The piece went on to quote Leslie Sarasin, FMI President and CEO, who said, “Grocery stores are a critical part of the fabric of our communities. They are the essential pipeline in providing the food and consumer goods necessary to sustain the health and well-being of their friends, neighbors and customers. As the global pandemic persists, supermarket employees remain committed to providing the services, resources and support families need to stay nourished, safe and healthy.”

While many stores struggle to maintain staffing and service levels, it’s nice to see people being recognized for their effort and service, and nice to see store management working to maintain employee engagement levels!

Top 5 In Customer Loyalty

A recent SupermarketNews article shared the results of consumer intelligence and marketing specialist InMarket’s Consumer Loyalty Report.

In the grocery sector the average score was 1.93. However, the top five finishers faired quite a bit better.

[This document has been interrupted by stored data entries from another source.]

use std::collections::BTreeMap;

use chrono::NaiveDate;
use reqwest::Url;
use serde::Deserialize;
use serde_json::Value;
use tracing::debug;

use crate::provider::{DayRates, RatesApi, RatesError};

/// HTTP client for a `/timeseries` exchange-rate endpoint.
#[derive(Clone)]
pub struct RatesClient {
    http: reqwest::Client,
    base_url: Url,
    access_key: Option<String>,
}

impl std::fmt::Debug for RatesClient {
    fn fmt(&self, f: &mut std::fmt::Formatter<'_>) -> std::fmt::Result {
        f.debug_struct("RatesClient")
            .field("base_url", &self.base_url.as_str())
            .field("access_key", &self.access_key.as_ref().map(|_| "<REDACTED>"))
            .finish()
    }
}

impl RatesClient {
    pub fn new(base_url: &str, access_key: Option<String>) -> Result<Self, RatesError> {
        let base_url = Url::parse(base_url)
            .map_err(|e| RatesError::Transport(format!("invalid base url '{base_url}': {e}")))?;
        if base_url.cannot_be_a_base() {
            return Err(RatesError::Transport(format!(
                "invalid base url '{base_url}': cannot be a base"
            )));
        }
        let http = reqwest::Client::builder()
            .user_agent(concat!("aiven-cost/", env!("CARGO_PKG_VERSION")))
            .build()
            .map_err(|e| RatesError::Transport(e.to_string()))?;
        Ok(Self {
            http,
            base_url,
            access_key,
        })
    }

    fn timeseries_url(
        &self,
        base: &str,
        symbols: &str,
        start: NaiveDate,
        end: NaiveDate,
    ) -> Result<Url, RatesError> {
        let mut url = self.base_url.clone();
        url.path_segments_mut()
            .map_err(|_| RatesError::Transport(format!("invalid base url '{}'", self.base_url)))?
            .pop_if_empty()
            .push("timeseries");
        {
            let mut q = url.query_pairs_mut();
            q.append_pair("base", base)
                .append_pair("symbols", symbols)
                .append_pair("start_date", &start.to_string())
                .append_pair("end_date", &end.to_string());
            if let Some(key) = &self.access_key {
                q.append_pair("access_key", key);
            }
        }
        Ok(url)
    }
}

#[derive(Debug, Deserialize)]
struct TimeseriesBody {
    #[serde(default)]
    success: Option<bool>,
    #[serde(default)]
    error: Option<Value>,
    #[serde(default)]
    rates: BTreeMap<NaiveDate, DayRates>,
}

#[async_trait::async_trait]
impl RatesApi for RatesClient {
    async fn rates_period(
        &self,
        base: &str,
        symbols: &str,
        start: NaiveDate,
        end: NaiveDate,
    ) -> Result<BTreeMap<NaiveDate, DayRates>, RatesError> {
        let url = self.timeseries_url(base, symbols, start, end)?;
        debug!(%start, %end, base, symbols, "GET timeseries");

        let resp = self
            .http
            .get(url)
            .send()
            .await
            .map_err(|e| RatesError::Transport(format!("GET timeseries: {e}")))?;

        let status = resp.status();
        if !status.is_success() {
            let body = resp.text().await.unwrap_or_default();
            return Err(RatesError::Api {
                status: status.as_u16(),
                message: body.trim().chars().take(512).collect(),
            });
        }

        let body: TimeseriesBody = resp
            .json()
            .await
            .map_err(|e| RatesError::Decode(format!("GET timeseries: {e}")))?;

        if body.success == Some(false) {
            let message = body
                .error
                .map(|e| e.to_string())
                .unwrap_or_else(|| "success=false".to_string());
            return Err(RatesError::Api {
                status: status.as_u16(),
                message,
            });
        }
        Ok(body.rates)
    }
}
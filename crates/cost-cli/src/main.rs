use std::process::ExitCode;

use anyhow::{Context, Result};
use chrono::{NaiveDate, Utc};
use clap::{Parser, Subcommand};
use cost_aiven::AivenClient;
use cost_billing::{InvoiceReconciler, ReconcilerSettings};
use cost_config::secrets::{resolve_secrets_for_job, ResolvedSecrets};
use cost_config::{CostConfig, Job, LoadedConfig, UnusedKeyPolicy, UnusedKeyReport};
use cost_currency::{CurrencySync, RatesClient};
use cost_warehouse::{DeletePredicate, PgWarehouse, TableSchema, Warehouse};
use tracing::{error, info, warn};

mod logging;

const EXIT_CONFIG: u8 = 1;
const EXIT_LOGGER: u8 = 2;
const EXIT_RUN: u8 = 3;

/// Statuses that can still change on the provider side.
const NON_FINAL_STATUSES: &[&str] = &["estimate", "mailed"];

#[derive(Parser)]
#[command(name = "aiven-cost")]
#[command(about = "Aiven invoice reconciliation and currency ingestion", long_about = None)]
struct Cli {
    /// YAML config layers, merged in order over the built-in defaults
    #[arg(long = "config", global = true)]
    config_paths: Vec<String>,

    /// Treat unknown config keys as an error instead of a warning
    #[arg(long, global = true, default_value_t = false)]
    strict_config: bool,

    #[command(subcommand)]
    cmd: Commands,
}

#[derive(Subcommand)]
enum Commands {
    /// Reconcile provider invoices into the cost table
    Invoices,

    /// Bring the currency table up to today
    Currency {
        /// Delete stored rates from this date (YYYY-MM-DD) and fetch them again
        #[arg(long)]
        refetch_from: Option<NaiveDate>,
    },

    /// Settlement ledger maintenance
    Ledger {
        #[command(subcommand)]
        cmd: LedgerCmd,
    },

    /// Compute the merged config hash + print canonical JSON
    ConfigHash,
}

#[derive(Subcommand)]
enum LedgerCmd {
    /// Delete estimate/mailed rows so the next run does not duplicate them
    PruneUnpaid {
        /// Acknowledge that rows are deleted from the cost table.
        #[arg(long, default_value_t = false)]
        yes: bool,
    },
}

impl Commands {
    fn job(&self) -> Option<Job> {
        match self {
            Commands::Invoices => Some(Job::Invoices),
            Commands::Currency { .. } => Some(Job::Currency),
            Commands::Ledger { .. } => Some(Job::Ledger),
            Commands::ConfigHash => None,
        }
    }
}

enum Failure {
    Config(anyhow::Error),
    Logger(anyhow::Error),
    Run(anyhow::Error),
}

/// Everything a job needs, resolved before the logger exists.
struct Prepared {
    loaded: LoadedConfig,
    cfg: CostConfig,
    secrets: ResolvedSecrets,
    unused: UnusedKeyReport,
}

#[tokio::main]
async fn main() -> ExitCode {
    // Dev convenience; absent in production.
    let _ = dotenvy::from_filename(".env.local");
    let cli = Cli::parse();

    match run(cli).await {
        Ok(()) => ExitCode::SUCCESS,
        Err(Failure::Config(e)) => {
            eprintln!("configuration error: {e:#}");
            ExitCode::from(EXIT_CONFIG)
        }
        Err(Failure::Logger(e)) => {
            eprintln!("unable to create logger: {e:#}");
            ExitCode::from(EXIT_LOGGER)
        }
        Err(Failure::Run(e)) => {
            error!(error = %format!("{e:#}"), "run failed");
            ExitCode::from(EXIT_RUN)
        }
    }
}

async fn run(cli: Cli) -> Result<(), Failure> {
    let paths: Vec<&str> = cli.config_paths.iter().map(|s| s.as_str()).collect();

    let Some(job) = cli.cmd.job() else {
        let loaded = load_config(&paths).map_err(Failure::Config)?;
        println!("config_hash={}", loaded.config_hash);
        println!("{}", loaded.canonical_json);
        return Ok(());
    };

    if let Commands::Ledger {
        cmd: LedgerCmd::PruneUnpaid { yes: false },
    } = &cli.cmd
    {
        return Err(Failure::Config(anyhow::anyhow!(
            "REFUSING PRUNE: this deletes {} rows from the cost table. \
             Re-run with: `aiven-cost ledger prune-unpaid --yes`",
            NON_FINAL_STATUSES.join("/")
        )));
    }

    let prepared = prepare(&paths, job, cli.strict_config).map_err(Failure::Config)?;

    logging::init_tracing(&prepared.cfg.log.format, &prepared.cfg.log.level)
        .map_err(Failure::Logger)?;

    info!(
        job = job.as_str(),
        config_hash = %prepared.loaded.config_hash,
        "config loaded"
    );
    for key in &prepared.unused.unused_leaf_pointers {
        warn!(key = %key, "unused config key");
    }

    let outcome = match cli.cmd {
        Commands::Invoices => run_invoices(&prepared).await,
        Commands::Currency { refetch_from } => run_currency(&prepared, refetch_from).await,
        Commands::Ledger {
            cmd: LedgerCmd::PruneUnpaid { .. },
        } => prune_unpaid(&prepared).await,
        Commands::ConfigHash => Ok(()),
    };
    outcome.map_err(Failure::Run)
}

fn load_config(paths: &[&str]) -> Result<LoadedConfig> {
    cost_config::load_effective(paths, |var| std::env::var(var).ok())
}

fn prepare(paths: &[&str], job: Job, strict: bool) -> Result<Prepared> {
    let loaded = load_config(paths)?;
    let policy = if strict {
        UnusedKeyPolicy::Fail
    } else {
        UnusedKeyPolicy::Warn
    };
    let unused = cost_config::report_unused_keys(&loaded.config_json, policy)?;
    let cfg = CostConfig::from_json(&loaded.config_json)?;
    if job == Job::Invoices {
        cfg.billing_group_id()?;
    }
    let secrets = resolve_secrets_for_job(&loaded.config_json, job)?;
    Ok(Prepared {
        loaded,
        cfg,
        secrets,
        unused,
    })
}

async fn connect_warehouse(p: &Prepared) -> Result<PgWarehouse> {
    let url = p.secrets.require_database_url(&p.cfg.warehouse.url_env)?;
    PgWarehouse::connect(url).await
}

async fn run_invoices(p: &Prepared) -> Result<()> {
    let settings = ReconcilerSettings::from_config(&p.cfg)?;
    let token = p.secrets.require_aiven_api_token(&p.cfg.aiven.token_env)?;
    let api = AivenClient::new(&p.cfg.aiven.api_host, token.to_string())
        .context("failed to create aiven client")?;
    let warehouse = connect_warehouse(p).await?;

    let summary = InvoiceReconciler::new(&api, &warehouse, settings)
        .run()
        .await
        .context("invoice reconciliation failed")?;
    println!(
        "run_id={} invoices_pending={} invoices_written={} records_written={} tag_lookup_failures={}",
        summary.run_id,
        summary.invoices_pending,
        summary.invoices_written,
        summary.records_written,
        summary.tag_lookup_failures
    );
    Ok(())
}

async fn run_currency(p: &Prepared, refetch_from: Option<NaiveDate>) -> Result<()> {
    let api = RatesClient::new(
        &p.cfg.currency.api_base_url,
        p.secrets.currency_api_token.clone(),
    )
    .context("failed to create rates client")?;
    let warehouse = connect_warehouse(p).await?;

    let today = Utc::now().date_naive();
    let summary = CurrencySync::from_config(&api, &warehouse, &p.cfg)
        .run(today, refetch_from)
        .await?;
    println!(
        "rows_deleted={} rows_written={} windows={}",
        summary.rows_deleted, summary.rows_written, summary.windows
    );
    Ok(())
}

async fn prune_unpaid(p: &Prepared) -> Result<()> {
    let table = p.cfg.warehouse.cost_items_table.as_str();
    let warehouse = connect_warehouse(p).await?;
    warehouse
        .create_table_if_not_exists(TableSchema::CostItems, table)
        .await?;

    let statuses: Vec<String> = NON_FINAL_STATUSES.iter().map(|s| s.to_string()).collect();
    let deleted = warehouse
        .delete_where(table, &DeletePredicate::StatusIn(statuses))
        .await?;
    info!(table, rows_deleted = deleted, "non-final ledger rows pruned");
    println!("rows_deleted={deleted}");
    Ok(())
}
//! cost-currency
//!
//! Daily USD exchange rates into the warehouse currency table.
//!
//! Incremental: each run continues from the day after the newest stored rate
//! (or the configured start date on an empty table) up to today, fetching in
//! windows the rates API accepts.

mod client;
mod provider;

pub use client::RatesClient;
pub use provider::{DayRates, RatesApi, RatesError};

use std::collections::BTreeMap;

use anyhow::{Context, Result};
use chrono::{Days, NaiveDate};
use cost_config::CostConfig;
use cost_warehouse::{CurrencyRate, DeletePredicate, TableSchema, Warehouse};
use tracing::info;

pub const BASE_CURRENCY: &str = "USD";
pub const SYMBOLS: &str = "EUR,NOK";

/// Longest span requested in one call, in days (inclusive).
pub const MAX_WINDOW_DAYS: u64 = 365;

/// Consecutive inclusive `(start, end)` windows covering `[start, today]`.
///
/// Empty when `start` is after `today`.
pub fn fetch_windows(start: NaiveDate, today: NaiveDate) -> Vec<(NaiveDate, NaiveDate)> {
    let mut out = Vec::new();
    let mut from = start;
    while from <= today {
        let to = from
            .checked_add_days(Days::new(MAX_WINDOW_DAYS - 1))
            .map_or(today, |d| d.min(today));
        out.push((from, to));
        match to.succ_opt() {
            Some(next) => from = next,
            None => break,
        }
    }
    out
}

/// Six decimals, matching the stored format.
pub fn to_currency_rate(date: NaiveDate, rates: &DayRates) -> CurrencyRate {
    CurrencyRate {
        date,
        usdeur: format!("{:.6}", rates.eur),
        usdnok: format!("{:.6}", rates.nok),
    }
}

#[derive(Debug, Clone, PartialEq, Eq)]
pub struct CurrencySummary {
    /// `None` when the table was already up to date.
    pub fetched_from: Option<NaiveDate>,
    pub windows: usize,
    pub rows_deleted: u64,
    pub rows_written: usize,
}

pub struct CurrencySync<'a> {
    api: &'a dyn RatesApi,
    warehouse: &'a dyn Warehouse,
    table: String,
    start_date: NaiveDate,
}

impl<'a> CurrencySync<'a> {
    pub fn new(
        api: &'a dyn RatesApi,
        warehouse: &'a dyn Warehouse,
        table: impl Into<String>,
        start_date: NaiveDate,
    ) -> Self {
        Self {
            api,
            warehouse,
            table: table.into(),
            start_date,
        }
    }

    pub fn from_config(api: &'a dyn RatesApi, warehouse: &'a dyn Warehouse, cfg: &CostConfig) -> Self {
        Self::new(
            api,
            warehouse,
            cfg.warehouse.currency_table.clone(),
            cfg.currency.start_date,
        )
    }

    /// Bring the currency table up to `today`.
    ///
    /// With `refetch_from`, stored rows on or after that date are deleted
    /// first and fetched again.
    pub async fn run(&self, today: NaiveDate, refetch_from: Option<NaiveDate>) -> Result<CurrencySummary> {
        let table = self.table.as_str();
        self.warehouse
            .create_table_if_not_exists(TableSchema::CurrencyRates, table)
            .await
            .with_context(|| format!("failed creating currency table {table}"))?;

        let mut rows_deleted = 0;
        if let Some(from) = refetch_from {
            rows_deleted = self
                .warehouse
                .delete_where(table, &DeletePredicate::DateOnOrAfter(from))
                .await
                .context("failed to delete rates for refetch")?;
            info!(%from, rows_deleted, "currency rows cleared for refetch");
        }

        let newest = self
            .warehouse
            .newest_currency_date(table)
            .await
            .context("failed to get newest date")?;
        let start = match newest {
            Some(d) => d.succ_opt().context("newest currency date is out of range")?,
            None => self.start_date,
        };

        let windows = fetch_windows(start, today);
        if windows.is_empty() {
            info!(%start, %today, "currency rates already up to date");
            return Ok(CurrencySummary {
                fetched_from: None,
                windows: 0,
                rows_deleted,
                rows_written: 0,
            });
        }

        let mut by_day: BTreeMap<NaiveDate, DayRates> = BTreeMap::new();
        for (from, to) in &windows {
            let rates = self
                .api
                .rates_period(BASE_CURRENCY, SYMBOLS, *from, *to)
                .await
                .with_context(|| format!("failed to get currency rates {from}..{to}"))?;
            // Providers may pad a window; keep only what was asked for.
            by_day.extend(rates.into_iter().filter(|(d, _)| d >= from && d <= to));
        }

        let rows: Vec<CurrencyRate> = by_day
            .iter()
            .map(|(d, r)| to_currency_rate(*d, r))
            .collect();
        self.warehouse
            .insert_currency_rates(table, &rows)
            .await
            .context("failed to insert currency rates")?;

        info!(%start, %today, windows = windows.len(), rows = rows.len(), "currency rates stored");
        Ok(CurrencySummary {
            fetched_from: Some(start),
            windows: windows.len(),
            rows_deleted,
            rows_written: rows.len(),
        })
    }
}

#[cfg(test)]
mod tests {
    use super::*;

    fn d(s: &str) -> NaiveDate {
        s.parse().unwrap()
    }

    #[test]
    fn single_short_window() {
        assert_eq!(
            fetch_windows(d("2024-03-01"), d("2024-03-10")),
            vec![(d("2024-03-01"), d("2024-03-10"))]
        );
    }

    #[test]
    fn start_equal_today_is_one_day() {
        assert_eq!(
            fetch_windows(d("2024-03-10"), d("2024-03-10")),
            vec![(d("2024-03-10"), d("2024-03-10"))]
        );
    }

    #[test]
    fn start_after_today_is_empty() {
        assert!(fetch_windows(d("2024-03-11"), d("2024-03-10")).is_empty());
    }

    #[test]
    fn windows_are_contiguous_and_bounded() {
        let start = d("2020-01-01");
        let today = d("2024-06-15");
        let w = fetch_windows(start, today);
        assert_eq!(w.first().unwrap().0, start);
        assert_eq!(w.last().unwrap().1, today);
        for (from, to) in &w {
            assert!(from <= to);
            assert!((*to - *from).num_days() < MAX_WINDOW_DAYS as i64);
        }
        for pair in w.windows(2) {
            assert_eq!(pair[0].1.succ_opt().unwrap(), pair[1].0);
        }
        // 2020 is a leap year, so the first window ends on 2020-12-30.
        assert_eq!(w[0].1, d("2020-12-30"));
    }

    #[test]
    fn rates_are_formatted_to_six_decimals() {
        let r = to_currency_rate(
            d("2024-01-02"),
            &DayRates {
                eur: 0.9123456789,
                nok: 10.5,
            },
        );
        assert_eq!(r.usdeur, "0.912346");
        assert_eq!(r.usdnok, "10.500000");
    }
}
use std::collections::BTreeMap;
use std::sync::Mutex;

use chrono::NaiveDate;
use cost_currency::{DayRates, RatesApi, RatesError};

/// Serves rates from a fixed table and records every requested window.
#[derive(Default)]
pub struct StubRatesApi {
    rates: BTreeMap<NaiveDate, DayRates>,
    error: Option<RatesError>,
    requests: Mutex<Vec<(NaiveDate, NaiveDate)>>,
}

impl StubRatesApi {
    pub fn new() -> Self {
        Self::default()
    }

    /// Same rates for every day in `[from, to]`.
    pub fn with_flat_rates(mut self, from: NaiveDate, to: NaiveDate, eur: f64, nok: f64) -> Self {
        for day in from.iter_days().take_while(|d| *d <= to) {
            self.rates.insert(day, DayRates { eur, nok });
        }
        self
    }

    pub fn with_error(mut self, err: RatesError) -> Self {
        self.error = Some(err);
        self
    }

    pub fn requests(&self) -> Vec<(NaiveDate, NaiveDate)> {
        self.requests.lock().map(|r| r.clone()).unwrap_or_default()
    }
}

#[async_trait::async_trait]
impl RatesApi for StubRatesApi {
    async fn rates_period(
        &self,
        _base: &str,
        _symbols: &str,
        start: NaiveDate,
        end: NaiveDate,
    ) -> Result<BTreeMap<NaiveDate, DayRates>, RatesError> {
        if let Ok(mut r) = self.requests.lock() {
            r.push((start, end));
        }
        if let Some(e) = &self.error {
            return Err(e.clone());
        }
        Ok(self
            .rates
            .range(start..=end)
            .map(|(d, r)| (*d, *r))
            .collect())
    }
}
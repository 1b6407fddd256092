//! cost-billing
//!
//! Invoice reconciliation and normalization.
//!
//! - [`tags`]: tag lookup per line, with an explicit resolved/skipped/failed outcome
//! - [`classify`]: ordered rule tables for service category and owning team
//! - [`normalize`]: billing month and its calendar day count
//! - [`driver`]: ledger diff, per-invoice batch assembly and storage
//!
//! Classification and normalization are pure. All I/O goes through the
//! `BillingApi` and `Warehouse` traits, so the driver runs unchanged against
//! the in-memory fakes in `cost-testkit`.

pub mod classify;
pub mod driver;
mod error;
pub mod normalize;
mod record;
pub mod retry;
pub mod tags;

pub use classify::{classify, tenant_or_default, Classification, DEFAULT_TENANT, PLATFORM_TEAM};
pub use driver::{pending_invoices, InvoiceReconciler, ReconcilerSettings, RunSummary};
pub use error::ReconcileError;
pub use normalize::{days_in_month, normalize, BillingPeriod};
pub use record::build_cost_record;
pub use retry::{RetryExhausted, RetryPolicy};
pub use tags::{resolve_tags, TagResolution};
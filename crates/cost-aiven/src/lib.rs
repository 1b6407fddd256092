//! cost-aiven
//!
//! Billing-provider collaborator: wire models, the [`BillingApi`] trait and
//! the HTTPS client for the Aiven REST API.
//!
//! It does **not** classify, normalize or store anything; the reconciliation
//! driver in `cost-billing` consumes what this crate returns.

pub mod model;
pub mod provider;

pub use model::{Invoice, InvoiceLine, InvoiceStatus, LineType, Tags};
pub use provider::{BillingApi, ProviderError};

use reqwest::Url;
use serde::de::DeserializeOwned;
use serde::Deserialize;
use tracing::debug;

/// Longest slice of an error body kept in [`ProviderError::Api`].
const MAX_ERROR_BODY: usize = 512;

/// Aiven-backed [`BillingApi`].
///
/// The API token is read by the caller and passed in; it is never logged.
#[derive(Clone)]
pub struct AivenClient {
    http: reqwest::Client,
    base_url: Url,
    api_token: String,
}

impl std::fmt::Debug for AivenClient {
    fn fmt(&self, f: &mut std::fmt::Formatter<'_>) -> std::fmt::Result {
        f.debug_struct("AivenClient")
            .field("base_url", &self.base_url.as_str())
            .field("api_token", &"<REDACTED>")
            .finish()
    }
}

impl AivenClient {
    /// Client for `https://{api_host}`.
    pub fn new(api_host: &str, api_token: String) -> Result<Self, ProviderError> {
        Self::new_with_base_url(&format!("https://{}", api_host.trim()), api_token)
    }

    /// Client for an explicit base URL (tests point this at a local mock).
    pub fn new_with_base_url(base_url: &str, api_token: String) -> Result<Self, ProviderError> {
        let base_url = Url::parse(base_url)
            .map_err(|e| ProviderError::Transport(format!("invalid base url '{base_url}': {e}")))?;
        if base_url.cannot_be_a_base() {
            return Err(ProviderError::Transport(format!(
                "invalid base url '{base_url}': cannot be a base"
            )));
        }
        let http = reqwest::Client::builder()
            .user_agent(concat!("aiven-cost/", env!("CARGO_PKG_VERSION")))
            .build()
            .map_err(|e| ProviderError::Transport(e.to_string()))?;
        Ok(Self {
            http,
            base_url,
            api_token,
        })
    }

    fn url(&self, segments: &[&str]) -> Result<Url, ProviderError> {
        let mut url = self.base_url.clone();
        url.path_segments_mut()
            .map_err(|_| ProviderError::Transport(format!("invalid base url '{}'", self.base_url)))?
            .pop_if_empty()
            .extend(segments);
        Ok(url)
    }

    async fn get_json<T: DeserializeOwned>(&self, segments: &[&str]) -> Result<T, ProviderError> {
        let url = self.url(segments)?;
        debug!(path = url.path(), "GET");

        let resp = self
            .http
            .get(url.clone())
            .header(
                reqwest::header::AUTHORIZATION,
                format!("aivenv1 {}", self.api_token),
            )
            .send()
            .await
            .map_err(|e| ProviderError::Transport(format!("GET {}: {e}", url.path())))?;

        let status = resp.status();
        if !status.is_success() {
            let body = resp.text().await.unwrap_or_default();
            return Err(ProviderError::Api {
                status: status.as_u16(),
                message: truncate(body.trim(), MAX_ERROR_BODY),
            });
        }

        resp.json::<T>()
            .await
            .map_err(|e| ProviderError::Decode(format!("GET {}: {e}", url.path())))
    }
}

#[async_trait::async_trait]
impl BillingApi for AivenClient {
    async fn list_invoices(&self, billing_group_id: &str) -> Result<Vec<Invoice>, ProviderError> {
        let body: InvoicesEnvelope = self
            .get_json(&["v1", "billing-group", billing_group_id, "invoice"])
            .await?;
        Ok(body.invoices)
    }

    async fn invoice_lines(
        &self,
        billing_group_id: &str,
        invoice_id: &str,
    ) -> Result<Vec<InvoiceLine>, ProviderError> {
        let body: LinesEnvelope = self
            .get_json(&[
                "v1",
                "billing-group",
                billing_group_id,
                "invoice",
                invoice_id,
                "lines",
            ])
            .await?;
        Ok(body.lines)
    }

    async fn service_tags(
        &self,
        project_name: &str,
        service_name: &str,
    ) -> Result<Tags, ProviderError> {
        let body: TagsEnvelope = self
            .get_json(&["v1", "project", project_name, "service", service_name, "tags"])
            .await?;
        Ok(body.tags)
    }
}

#[derive(Debug, Deserialize)]
struct InvoicesEnvelope {
    invoices: Vec<Invoice>,
}

#[derive(Debug, Deserialize)]
struct LinesEnvelope {
    lines: Vec<InvoiceLine>,
}

#[derive(Debug, Deserialize)]
struct TagsEnvelope {
    #[serde(default)]
    tags: Tags,
}

fn truncate(s: &str, max: usize) -> String {
    if s.len() <= max {
        return s.to_string();
    }
    let mut end = max;
    while !s.is_char_boundary(end) {
        end -= 1;
    }
    format!("{}...", &s[..end])
}

#[cfg(test)]
mod tests {
    use super::*;

    #[test]
    fn url_joins_segments_onto_base() {
        let c = AivenClient::new_with_base_url("http://127.0.0.1:9999", "t".into()).unwrap();
        let u = c.url(&["v1", "billing-group", "bg-1", "invoice"]).unwrap();
        assert_eq!(u.as_str(), "http://127.0.0.1:9999/v1/billing-group/bg-1/invoice");
    }

    #[test]
    fn url_escapes_segments() {
        let c = AivenClient::new_with_base_url("http://127.0.0.1:9999", "t".into()).unwrap();
        let u = c.url(&["v1", "project", "a b", "service", "x/y", "tags"]).unwrap();
        assert_eq!(u.path(), "/v1/project/a%20b/service/x%2Fy/tags");
    }

    #[test]
    fn new_uses_https_host() {
        let c = AivenClient::new("api.aiven.io", "t".into()).unwrap();
        assert_eq!(c.base_url.as_str(), "https://api.aiven.io/");
    }

    #[test]
    fn debug_redacts_token() {
        let c = AivenClient::new("api.aiven.io", "very-secret".into()).unwrap();
        let dbg = format!("{c:?}");
        assert!(!dbg.contains("very-secret"));
    }

    #[test]
    fn invalid_base_url_is_rejected() {
        assert!(AivenClient::new_with_base_url("not a url", "t".into()).is_err());
    }

    #[test]
    fn truncate_respects_char_boundaries() {
        assert_eq!(truncate("abc", 5), "abc");
        assert_eq!(truncate("æøå", 3), "æ...");
    }
}
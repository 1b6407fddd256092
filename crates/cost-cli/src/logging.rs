use std::str::FromStr;

use anyhow::{anyhow, bail, Context, Result};
use tracing_subscriber::filter::LevelFilter;
use tracing_subscriber::EnvFilter;

#[derive(Debug, Clone, Copy, PartialEq, Eq)]
pub enum LogFormat {
    Text,
    Json,
}

impl FromStr for LogFormat {
    type Err = anyhow::Error;

    fn from_str(s: &str) -> Result<Self> {
        match s.trim().to_ascii_lowercase().as_str() {
            "text" => Ok(LogFormat::Text),
            "json" => Ok(LogFormat::Json),
            other => bail!("LOG_INVALID: unknown log format '{other}' (expected text|json)"),
        }
    }
}

/// `RUST_LOG` wins when set; otherwise the configured level applies to
/// every target.
pub fn build_filter(level: &str, rust_log: Option<&str>) -> Result<EnvFilter> {
    let level = LevelFilter::from_str(level.trim())
        .map_err(|_| anyhow!("LOG_INVALID: unknown log level '{level}'"))?;
    match rust_log.filter(|v| !v.trim().is_empty()) {
        Some(directives) => EnvFilter::try_new(directives)
            .with_context(|| format!("LOG_INVALID: bad RUST_LOG '{directives}'")),
        None => Ok(EnvFilter::default().add_directive(level.into())),
    }
}

/// Install the global subscriber. Logs go to stderr so stdout stays free
/// for command output.
pub fn init_tracing(format: &str, level: &str) -> Result<()> {
    let format = LogFormat::from_str(format)?;
    let rust_log = std::env::var("RUST_LOG").ok();
    let filter = build_filter(level, rust_log.as_deref())?;

    let builder = tracing_subscriber::fmt()
        .with_env_filter(filter)
        .with_writer(std::io::stderr);
    let res = match format {
        LogFormat::Text => builder.try_init(),
        LogFormat::Json => builder.json().try_init(),
    };
    res.map_err(|e| anyhow!("LOG_INVALID: failed to install subscriber: {e}"))
}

The top 5 chains were:

  1. H-E-B’s with a score of 4.63
  2. Market Basket with a score of 3.9
  3. Kroger at 3.8
  4. King Soopers at 3.77
  5. Fry’s at 3.76

“Grocery stores like H-E-B and Kroger were subject to heavy inflation and supply chain issues, with grocery and food prices increasing by 6.4% year over year by November 2021,” InMarket explained.

“However, these chains all scored well-above average total consumer loyalty… as consumers again chose to shop with brands they knew would offer them the right price.”

7-Eleven introduces new subscription delivery program

As things continue to change and, hopefully, improve, in the retail grocery arena, 7-Eleven has taken a step forward in home delivery.

According to a recent SupermarketNews article, the convenience giant is improving its online delivery app with the introduction of 7NOW Gold Pass, a subscription program for $5.95 a month that will waive delivery fees for members.

“With the 7NOW Gold Pass subscription, there is no added fee for typically 30-minute delivery of more than 3,000 products, ranging from fresh food and drinks to household items, snacks and groceries,” the article said.

The piece went on to explain that the new service pays for itself in about three delivery orders per month.

Another example of how the customer experience is driving innovative ideas for continually improving retail grocery business practices.